*** Block opens ***

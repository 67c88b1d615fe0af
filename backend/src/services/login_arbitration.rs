//! Cross-browser login arbitration.
//!
//! When a login arrives from a browser other than the active session's, a
//! pending attempt is recorded and the active operator gets to approve or
//! deny it. Attempts expire lazily: there is no background sweeper, the
//! transition to `expired` happens when the attempt is next polled.
//!
//! This is a complete standalone subsystem; whether the login path uses it
//! (instead of unconditional forced takeover) is a call-site policy switch.

use std::sync::Arc;

use chrono::{Duration, Utc};

use crate::models::login_attempt::{AttemptDecision, AttemptStatus, LoginAttempt};
use crate::repositories::login_attempt::LoginAttemptStoreTrait;
use crate::services::session_registry::SessionRegistry;

/// Status snapshot returned to the polling (waiting) browser.
#[derive(Debug, Clone)]
pub struct AttemptReport {
    pub status: AttemptStatus,
    pub message: String,
}

/// Result of the active operator's approve/deny action.
#[derive(Debug, Clone)]
pub struct RespondOutcome {
    pub success: bool,
    pub decision: AttemptDecision,
    pub message: String,
}

pub struct LoginArbitration {
    attempts: Arc<dyn LoginAttemptStoreTrait>,
    sessions: Arc<SessionRegistry>,
    ttl: Duration,
}

impl LoginArbitration {
    pub fn new(
        attempts: Arc<dyn LoginAttemptStoreTrait>,
        sessions: Arc<SessionRegistry>,
        ttl: Duration,
    ) -> Self {
        Self {
            attempts,
            sessions,
            ttl,
        }
    }

    /// Record a pending attempt. Callers invoke this only after observing an
    /// active session with a different `browser_id`.
    pub async fn create_login_attempt(
        &self,
        user_id: &str,
        email: &str,
        browser_id: &str,
        browser_info: &str,
    ) -> anyhow::Result<LoginAttempt> {
        let attempt = LoginAttempt::new(
            user_id.to_string(),
            email.to_string(),
            browser_id.to_string(),
            browser_info.to_string(),
            Utc::now(),
            self.ttl,
        );
        self.attempts.insert(&attempt).await?;
        tracing::info!(
            attempt_id = %attempt.id,
            user_id,
            browser_id,
            "recorded cross-browser login attempt"
        );
        Ok(attempt)
    }

    /// Poll an attempt's status, applying lazy expiry as a side effect.
    pub async fn check_attempt_status(
        &self,
        attempt_id: &str,
    ) -> anyhow::Result<Option<AttemptReport>> {
        let Some(mut attempt) = self.attempts.find(attempt_id).await? else {
            return Ok(None);
        };

        let now = Utc::now();
        if attempt.is_expired(now) {
            if self.attempts.mark_expired(attempt_id, now).await? {
                attempt.status = AttemptStatus::Expired;
                attempt.responded_at = Some(now);
            } else if let Some(latest) = self.attempts.find(attempt_id).await? {
                // A response won the race against expiry; report what stuck.
                attempt = latest;
            }
        }

        Ok(Some(AttemptReport {
            message: status_message(attempt.status).to_string(),
            status: attempt.status,
        }))
    }

    /// Approve or deny a pending attempt. The update predicate enforces
    /// that only the owner of the active session resolves it; approval
    /// evicts that session so the waiting browser's retry succeeds.
    pub async fn respond_to_attempt(
        &self,
        attempt_id: &str,
        decision: AttemptDecision,
        responding_user_id: &str,
    ) -> anyhow::Result<RespondOutcome> {
        let now = Utc::now();
        let resolved = self
            .attempts
            .resolve(
                attempt_id,
                responding_user_id,
                decision.resolved_status(),
                now,
            )
            .await?;

        if let Some(attempt) = resolved {
            if decision == AttemptDecision::Approve {
                self.sessions.clear_session(&attempt.user_id).await;
                tracing::info!(
                    attempt_id,
                    user_id = %attempt.user_id,
                    "login attempt approved; active session cleared"
                );
            } else {
                tracing::info!(attempt_id, "login attempt denied; active session kept");
            }
            let message = match decision {
                AttemptDecision::Approve => "Login approved; the new browser may sign in",
                AttemptDecision::Deny => "Login denied; the active session remains",
            };
            return Ok(RespondOutcome {
                success: true,
                decision,
                message: message.to_string(),
            });
        }

        // Nothing matched: unknown id, already resolved, or wrong responder.
        let message = match self.attempts.find(attempt_id).await? {
            None => "Login attempt not found",
            Some(a) if a.status.is_terminal() => "Login attempt already resolved",
            Some(_) => "Only the active session's operator may respond",
        };
        Ok(RespondOutcome {
            success: false,
            decision,
            message: message.to_string(),
        })
    }
}

fn status_message(status: AttemptStatus) -> &'static str {
    match status {
        AttemptStatus::Pending => "Waiting for the active operator to respond",
        AttemptStatus::Approved => "Login approved; retry sign-in",
        AttemptStatus::Denied => "Login denied by the active operator",
        AttemptStatus::Expired => "Login attempt expired",
    }
}
use axum::{
    extract::{Query, State},
    Json,
};
use chrono::Utc;
use serde::Deserialize;
use utoipa::IntoParams;
use validator::Validate;

use crate::{
    error::AppError,
    models::device::{DeviceStatus, HeartbeatRequest, HeartbeatResponse, VerifyDeviceResponse},
    state::AppState,
};

/// Device liveness ping, every 3 s per device. One call garbage collects
/// stale devices, refreshes this device's presence, records what it is
/// showing, and drains its queued commands.
pub async fn heartbeat(
    State(state): State<AppState>,
    Json(payload): Json<HeartbeatRequest>,
) -> Result<Json<HeartbeatResponse>, AppError> {
    payload.validate()?;

    let commands = state
        .devices
        .heartbeat(&payload.device_id, payload.active_image, Utc::now());

    Ok(Json(HeartbeatResponse { commands }))
}

#[derive(Debug, Deserialize, IntoParams)]
#[serde(rename_all = "camelCase")]
pub struct VerifyDeviceQuery {
    pub device_id: String,
}

/// Read-only liveness check used before targeting a device with commands.
pub async fn verify_device(
    State(state): State<AppState>,
    Query(query): Query<VerifyDeviceQuery>,
) -> Json<VerifyDeviceResponse> {
    let response = match state.devices.verify_device(&query.device_id, Utc::now()) {
        Some(status) => VerifyDeviceResponse {
            valid: true,
            last_seen: Some(status.last_seen),
            active_image: status.active_image,
        },
        None => VerifyDeviceResponse {
            valid: false,
            last_seen: None,
            active_image: None,
        },
    };
    Json(response)
}

/// Every live display, for the remote controller's target picker.
pub async fn list_devices(State(state): State<AppState>) -> Json<Vec<DeviceStatus>> {
    Json(state.devices.live_devices(Utc::now()))
}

*** Block closes ***

## What you will do
Starting with the line with "active session's, a" above and going on through the line with "use std::sync::Arc;", transcribe every line exactly, both ends included, and add nothing.

## Answer to the problem
//! When a login arrives from a browser other than the active session's, a
//! pending attempt is recorded and the active operator gets to approve or
//! deny it. Attempts expire lazily: there is no background sweeper, the
//! transition to `expired` happens when the attempt is next polled.
//!
//! This is a complete standalone subsystem; whether the login path uses it
//! (instead of unconditional forced takeover) is a call-site policy switch.

use std::sync::Arc;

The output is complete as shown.